Task instructions: Could you copy each line of the listing below that has the word "ServerSubErrorCode"?

Data excerpts:
++++++++++
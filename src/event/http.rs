// Copyright 2026 Layne Penney
// SPDX-License-Identifier: AGPL-3.0-or-later

//! Events emitted for outbound HTTP requests.

use url::Url;

use super::keys::PropertyKey;
use super::property_list::PropertyList;
use super::EventId;
use crate::aggregator::DispatchMap;
use crate::header::{self, HeaderDescriptor};
use crate::redact::{self, HostAllowlist};

/// Value the server uses for "no error" in the diagnostic header.
const NO_ERROR_SENTINEL: &str = "0";

/// Fields cleared to an empty value at the start of every fold.
pub const RESET_FIELDS: &[PropertyKey] = &[
    PropertyKey::HttpResponseCode,
    PropertyKey::OauthErrorCode,
    PropertyKey::HttpPath,
    PropertyKey::RequestIdHeader,
];

/// Fields removed at the start of every fold.
pub const DROP_FIELDS: &[PropertyKey] = &[
    PropertyKey::ServerErrorCode,
    PropertyKey::ServerSubErrorCode,
    PropertyKey::TokenAge,
    PropertyKey::SpeInfo,
];

/// Telemetry for a single HTTP request.
#[derive(Debug, Clone)]
pub struct HttpEvent {
    id: EventId,
    properties: PropertyList,
}

impl HttpEvent {
    /// Create an event; `event_name` is stored as the first property.
    pub fn new(id: EventId, event_name: &str) -> Self {
        let mut properties = PropertyList::new();
        properties.set(PropertyKey::EventName, event_name);
        Self { id, properties }
    }

    pub fn id(&self) -> EventId {
        self.id
    }

    pub fn properties(&self) -> &PropertyList {
        &self.properties
    }

    pub fn set_property(&mut self, key: PropertyKey, value: impl Into<String>) {
        self.properties.set(key, value);
    }

    pub fn set_user_agent(&mut self, user_agent: &str) {
        self.set_property(PropertyKey::HttpUserAgent, user_agent);
    }

    pub fn set_method(&mut self, method: &str) {
        self.set_property(PropertyKey::HttpMethod, method);
    }

    pub fn set_query_parameters(&mut self, query_parameters: &str) {
        self.set_property(PropertyKey::HttpQueryParameters, query_parameters);
    }

    pub fn set_response_code(&mut self, response_code: u16) {
        self.set_property(PropertyKey::HttpResponseCode, response_code.to_string());
    }

    pub fn set_api_version(&mut self, api_version: &str) {
        self.set_property(PropertyKey::HttpApiVersion, api_version);
    }

    /// Record the request path without its tenant segment.
    ///
    /// Does nothing unless the URL's authority is in `hosts`.
    pub fn set_http_path(&mut self, url: &Url, hosts: &dyn HostAllowlist) {
        if let Some(path) = redact::sanitize_path(url, hosts) {
            self.set_property(PropertyKey::HttpPath, path);
        }
    }

    pub fn set_oauth_error_code(&mut self, error_code: &str) {
        self.set_property(PropertyKey::OauthErrorCode, error_code);
    }

    pub fn set_request_id_header(&mut self, request_id: &str) {
        self.set_property(PropertyKey::RequestIdHeader, request_id);
    }

    /// Parse the `x-ms-clitelem` header and record the fields it carries.
    ///
    /// An absent header is ignored. Unknown versions and malformed values are
    /// logged and leave the event untouched.
    pub fn set_x_ms_cli_telem_data(&mut self, raw: &str) {
        match header::parse(raw) {
            Ok(Some(descriptor)) => self.apply_header(&descriptor),
            Ok(None) => {}
            Err(err) => {
                tracing::warn!(
                    event_id = %self.id,
                    error_code = err.code(),
                    "Ignoring {} header: {}",
                    header::HEADER_NAME,
                    err
                );
            }
        }
    }

    fn apply_header(&mut self, descriptor: &HeaderDescriptor) {
        if let Some(code) = reportable_error(descriptor.error_code.as_deref()) {
            self.set_server_error_code(code);
        }
        if let Some(code) = reportable_error(descriptor.sub_error_code.as_deref()) {
            self.set_server_sub_error_code(code);
        }
        if let Some(age) = non_blank(descriptor.token_age.as_deref()) {
            self.set_refresh_token_age(age);
        }
        if let Some(ring) = non_blank(descriptor.spe_ring.as_deref()) {
            self.set_spe_ring(ring);
        }
    }

    pub fn set_server_error_code(&mut self, error_code: &str) {
        self.set_property(PropertyKey::ServerErrorCode, error_code.trim());
    }

    pub fn set_server_sub_error_code(&mut self, sub_error_code: &str) {
        self.set_property(PropertyKey::ServerSubErrorCode, sub_error_code.trim());
    }

    pub fn set_refresh_token_age(&mut self, token_age: &str) {
        self.set_property(PropertyKey::TokenAge, token_age.trim());
    }

    pub fn set_spe_ring(&mut self, spe_ring: &str) {
        self.set_property(PropertyKey::SpeInfo, spe_ring.trim());
    }

    /// Merge this event into the running dispatch record.
    ///
    /// Reset fields left over from a previous fold become empty, drop fields
    /// disappear, and then this event's values for either set are copied in.
    pub(crate) fn fold_into(&self, dispatch: &mut DispatchMap) {
        dispatch.increment_count(PropertyKey::HttpEventCount);

        for key in RESET_FIELDS {
            dispatch.reset(*key);
        }
        for key in DROP_FIELDS {
            dispatch.drop_key(*key);
        }

        for (key, value) in self.properties.entries() {
            if RESET_FIELDS.contains(&key) || DROP_FIELDS.contains(&key) {
                dispatch.insert(key, value);
            }
        }
    }
}

fn non_blank(value: Option<&str>) -> Option<&str> {
    value.filter(|v| !v.trim().is_empty())
}

fn reportable_error(value: Option<&str>) -> Option<&str> {
    non_blank(value).filter(|v| v.trim() != NO_ERROR_SENTINEL)
}
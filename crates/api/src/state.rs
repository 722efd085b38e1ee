use std::sync::Arc;

use qgjob_core::store::JobStore;

use crate::config::ServerConfig;

/// Shared application state available to all Axum handlers via `State<AppState>`.
///
/// This is cheaply cloneable (inner data is behind `Arc`).
#[derive(Clone)]
pub struct AppState {
    /// Job groups and status records, shared with the scheduler.
    pub store: Arc<JobStore>,
    /// Server configuration.
    pub config: Arc<ServerConfig>,
}
//! Domain logic for the grouped test-job server.
//!
//! Holds the job model, the in-memory [`store::JobStore`] registry and the
//! [`runner::TestRunner`] seam used to drive external test processes. Nothing
//! in this crate knows about HTTP.

pub mod error;
pub mod job;
pub mod runner;
pub mod status;
pub mod store;
pub mod types;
++++++++++
Task result:
    PropertyKey::ServerSubErrorCode,
        self.set_property(PropertyKey::ServerSubErrorCode, sub_error_code.trim());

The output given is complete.